Common Grounds
Opinion | The Death of 'The Good Arab'
Source: Haaretz
Published January 9, 2026
There isn't a Palestinian who doesn't think about leaving or who hasn't already left
A Palestinian woman in the West Bank in 2024.Credit: Naama Grynbaum
A friend called me for our routine catch-up, and she did indeed catch me up on her decision to leave Israel at the end of the year. "It's no longer possible to live here", she said, between the rock of murderous crime and the hard place of fascism and the thriving genocidal consciousness. "Who understands this better than I?" I replied. There isn't anyone who doesn't think about leaving or who hasn't already left.
The conversation continued, and then she said, "Tell me, how is it that you still manage to work in news and in political writing? I'm no longer capable of watching the news anymore; everything is becoming too much to bear."
But it isn't only the news that I struggle with – even going into Jewish cities is no longer comfortable, and it feels onerous. I feel marked, exposed, preferring to avoid contact with Jewish society for now, even at the cost of a world that is increasingly shrinking around me to the point of a genuine sense of suffocation.
"Me too," I admitted. In the past two years, I have reduced my presence in Jewish spaces to the point of going abroad for a time. And then, casually, she came out with a sentence for the ages: "You know, I used to avoid reading comments by Israelis on news posts that are racist or hostile toward us; today, even the comments on ostensibly positive posts are unbearable and hate-filled."
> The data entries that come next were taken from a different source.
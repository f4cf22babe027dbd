//! Stream capabilities returned by [`FileSource`](crate::FileSource)s.
//!
//! Streams are byte cursors, not `std::io` adaptors: besides reading and
//! writing they report their position and (for input) total length, which
//! the archive source needs to locate its central directory.

use crate::error::{VfsError, VfsResult};

/// A readable byte stream.
pub trait InputStream: Send {
    /// Read up to `dst.len()` bytes, returning the number produced.
    ///
    /// Returns `Ok(0)` at the end of the stream.
    fn read(&mut self, dst: &mut [u8]) -> VfsResult<usize>;

    /// Move the cursor, either relative to the current position or to an
    /// absolute offset from the start. Returns the new position.
    ///
    /// Forward-only streams fail with [`VfsError::Unsupported`].
    fn seek(&mut self, offset: i64, relative: bool) -> VfsResult<u64>;

    /// Current position in bytes.
    fn tell(&self) -> u64;

    /// Total length of the stream in bytes.
    fn length(&self) -> u64;
}

/// A writable byte stream.
pub trait OutputStream: Send {
    /// Write bytes from `src`, returning the number consumed.
    fn write(&mut self, src: &[u8]) -> VfsResult<usize>;

    /// Move the cursor. See [`InputStream::seek`].
    fn seek(&mut self, offset: i64, relative: bool) -> VfsResult<u64>;

    /// Current position in bytes.
    fn tell(&self) -> u64;

    /// Push buffered bytes to the underlying storage.
    fn flush(&mut self) -> VfsResult<()>;
}

pub type InputStreamBox = Box<dyn InputStream>;
pub type OutputStreamBox = Box<dyn OutputStream>;

/// Upper bound on the up-front reservation made by [`read_tail`].
const MAX_PREALLOC: u64 = 1 << 20;

/// Read everything from the current position to the end of the stream.
pub fn read_tail(stream: &mut dyn InputStream) -> VfsResult<Vec<u8>> {
    // The reported length is a hint; the buffer grows past this as data arrives.
    let remaining = stream
        .length()
        .saturating_sub(stream.tell())
        .min(MAX_PREALLOC);
    let mut buffer = Vec::with_capacity(usize::try_from(remaining).unwrap_or(0));
    let mut chunk = [0u8; 8192];
    loop {
        let read = stream.read(&mut chunk)?;
        if read == 0 {
            break;
        }
        buffer.extend_from_slice(&chunk[..read]);
    }
    Ok(buffer)
}

/// Fill `dst` completely or fail with [`VfsError::Io`] (`UnexpectedEof`).
pub fn read_exact(stream: &mut dyn InputStream, dst: &mut [u8]) -> VfsResult<()> {
    let mut filled = 0;
    while filled < dst.len() {
        let read = stream.read(&mut dst[filled..])?;
        if read == 0 {
            return Err(VfsError::Io(std::io::ErrorKind::UnexpectedEof.into()));
        }
        filled += read;
    }
    Ok(())
}

/// Write all of `src` or fail with [`VfsError::Io`] (`WriteZero`).
pub fn write_all(stream: &mut dyn OutputStream, src: &[u8]) -> VfsResult<()> {
    let mut written = 0;
    while written < src.len() {
        let n = stream.write(&src[written..])?;
        if n == 0 {
            return Err(VfsError::Io(std::io::ErrorKind::WriteZero.into()));
        }
        written += n;
    }
    Ok(())
}

/// Compute a seek target, rejecting positions before the start.
pub(crate) fn seek_target(current: u64, offset: i64, relative: bool) -> VfsResult<u64> {
    let base = if relative { current } else { 0 };
    base.checked_add_signed(offset).ok_or_else(|| {
        VfsError::Io(std::io::Error::new(
            std::io::ErrorKind::InvalidInput,
            "seek before start of stream",
        ))
    })
}

#[cfg(test)]
mod tests {
    use super::*;
    use crate::memory::MemoryInputStream;

    #[test]
    fn read_tail_from_start() {
        let mut stream = MemoryInputStream::new(b"hello world".to_vec());
        assert_eq!(read_tail(&mut stream).unwrap(), b"hello world");
        assert_eq!(stream.tell(), 11);
    }

    #[test]
    fn read_tail_after_seek() {
        let mut stream = MemoryInputStream::new(b"hello world".to_vec());
        stream.seek(6, false).unwrap();
        assert_eq!(read_tail(&mut stream).unwrap(), b"world");
    }

    /// Reports a huge length but produces only a few bytes.
    struct Overstated {
        data: &'static [u8],
        pos: usize,
    }

    impl InputStream for Overstated {
        fn read(&mut self, dst: &mut [u8]) -> VfsResult<usize> {
            let n = dst.len().min(self.data.len() - self.pos);
            dst[..n].copy_from_slice(&self.data[self.pos..self.pos + n]);
            self.pos += n;
            Ok(n)
        }

        fn seek(&mut self, _offset: i64, _relative: bool) -> VfsResult<u64> {
            Err(VfsError::Unsupported("seek"))
        }

        fn tell(&self) -> u64 {
            self.pos as u64
        }

        fn length(&self) -> u64 {
            u64::MAX
        }
    }

    #[test]
    fn read_tail_ignores_overstated_length() {
        let mut stream = Overstated {
            data: b"tiny",
            pos: 0,
        };
        let bytes = read_tail(&mut stream).unwrap();
        assert_eq!(bytes, b"tiny");
        assert!(bytes.capacity() as u64 <= MAX_PREALLOC);
    }

    #[test]
    fn read_tail_beyond_prealloc() {
        let data: Vec<u8> = (0..(MAX_PREALLOC as usize + 100)).map(|i| i as u8).collect();
        let mut stream = MemoryInputStream::new(data.clone());
        assert_eq!(read_tail(&mut stream).unwrap(), data);
    }

    #[test]
    fn read_exact_short_stream() {
        let mut stream = MemoryInputStream::new(b"abc".to_vec());
        let mut buf = [0u8; 4];
        assert!(matches!(
            read_exact(&mut stream, &mut buf),
            Err(VfsError::Io(_))
        ));
    }

    #[test]
    fn seek_target_bounds() {
        assert_eq!(seek_target(10, -4, true).unwrap(), 6);
        assert_eq!(seek_target(10, 3, false).unwrap(), 3);
        assert!(seek_target(2, -3, true).is_err());
    }
}
//! Typed, reference-counted asset cache for the Keel engine.
//!
//! The cache does not know about URLs or file sources. Callers load bytes
//! (usually through `keel_vfs`), decode them, wrap the result in an
//! [`Asset`] and hand it to the [`AssetCache`] under an [`AddressHash`].
//!
//! ```ignore
//! let mut cache = AssetCache::new();
//!
//! // Hand out a stable handle now, fill it when the bytes arrive.
//! let config = TextAsset::create();
//! cache.store("config.json", config.clone());
//! let pending = vfs.load_async(&Url::parse("assets://config.json"));
//! // ...
//! if let Some(bytes) = pending.recv() {
//!     config.fill(String::from_utf8_lossy(&bytes).into_owned());
//! }
//!
//! // Once per frame: drop everything only the cache still holds.
//! cache.unload_unused_assets();
//! ```

pub mod address;
mod asset;
mod cache;

pub use address::AddressHash;
pub use asset::{
    Asset, AssetPtr, BinaryAsset, ContentAsset, IntoAnyArc, NestedContent, TextAsset,
    downcast_asset,
};
pub use cache::{AssetCache, TypedAssetCache};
Even for posts from the beloved genre, "Look at how good this Arab is" – the one who retrieved a stolen dog from the occupied territories and returned it to its Israeli family, or fixed a flat tire of a Jew's car. And if, amid this genre of good Arabs, Israelis demand genocide and population transfer, praise Meir Kahane and can no longer be persuaded that there are good Arabs, "what can poor little you do?" she asked, and we laughed. And also cried a little.
Israeli right-wing group Im Tirtzu holds banner saying "No victory without a Nakba," the term used for the mass expulsion of Palestinians during the war of 1948, during the Jerusalem Day march in May.Credit: REUTERS/Ammar Awad
I thought about the simmering violence within Israel. It isn't only social media or the fringes of society. The two years of the genocide served as an accelerator for trends that were already there: political and social brutalization; the institutionalization of fascism and the systematic erosion of restraint; respectful language and the boundaries of what's permitted and forbidden. Cruelty, violence and revenge stopped being seen as a deviation and became a, and sometimes almost the sole, legitimate option.
The dehumanization that is required to justify the mass killing in the Gaza Strip did not remain there; it leaks into the Israeli space, into the street, the language and daily reality. A society that is accustomed to seeing an entire Palestinian population as a legitimate target for death struggles not to project that view onto the Palestinian citizens living within it.
As a result, Israel's Arab citizens must conduct themselves with constant caution to reduce their presence and avoid friction. If once this was out of an understanding of power dynamics, today it's out of concrete fear.
The genre of "the good Arab" was always another expression of the same mechanism – a gesture that presupposes suspicion and grants legitimacy to those who were willing to show themselves to be outliers, exceptions that do not prove the rule. Even this dubious pleasure and honor has gone by the wayside.
At the end of our conversation, my friend said: "Perhaps all of this – the organized crime and rampant violence in Israel's Arab communities, the overt hatred demonstrated toward Palestinian citizens of Israel, the genocide in Gaza and the ethnic cleansing in the West Bank – is meant to cause us to despair, to push us out and to empty the space of a Palestinian presence. So we'll do it ourselves to leave the land to them."
I told her that it didn't seem preposterous to me. She was silent for a moment and then said: "At this point, I no longer care, I'll do sumud," Palestinian steadfastness, "from abroad."